Sur la terre des vivants

livre Sur la terre des vivants

Connaissez-vous les Stolpersteine, ces pavés de métal gravés d’un prénom, d’un nom, d’une date de naissance et d’une date et d’un lieu de mort, parsemés sur les trottoirs de certaines villes allemandes? Enserrés dans les pavés de pierre, devant la dernière adresse de ces victimes du nazisme, ils rendent immortelles, et concrètes, ces existences que la folie nazie a voulu effacer.

Ce sont ces « pierres d’achoppement » qui ont conduit Déborah Lévy-Bertherat à Hambourg, sur les traces de sa famille. De ses arrière-grands-parents, il ne reste rien. Leur quartier, comme de nombreux quartiers de Hambourg, a disparu sous les bombardements anglais pendant la guerre.

L’Altenhaus, l’asile pour les vieillards juifs du quartier d’Altona, a été rasé, remplacé par un immeuble de briques. Seul le vieux cimetière juif, miraculeusement, a survécu aux bombes.

cimetière juif de Miltenberg
Cimetière juif (Miltenberg, avril 2023)

Là, Elkan et Fiete Levy ont élevé leur cinq enfants, deux garçons et trois filles, en même temps qu’ils géraient l’Altenhaus, nourrissaient, soignaient, accompagnaient les vieillards, jusqu’au jour où ils franchissaient la petite barrière qui ouvrait sous le cimetière attenant, pour être enterrés les pieds vers Jerusalem.

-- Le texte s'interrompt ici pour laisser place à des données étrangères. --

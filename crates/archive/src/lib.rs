pub mod routes;
mod startup;
mod utils;

pub use routes::*;
pub use startup::*;
pub use utils::*;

Entre enquête et roman, Déborah Lévy-Bertherat part sur les traces de ses aïeux, remontant le temps dans les pas de la petite dernière des enfants de Fiete et Elkan: Irma. 

Irma dont il lui reste un vieux Polaroïd de 1972 pris lors de vacances chez sa grand-mère en Israël, alors qu’elle rendait visite à ses grands-tantes Irma et Edith – les seules survivantes des enfants Levy.

Depuis les jours heureux à l’Altenhaus et la naissance d’Irma en 1903, l’autrice fait revivre les siens  vers les grandes déchirures de ce vingtième siècle, les drames qui vont disperser les uns, et voir mourir les autres. 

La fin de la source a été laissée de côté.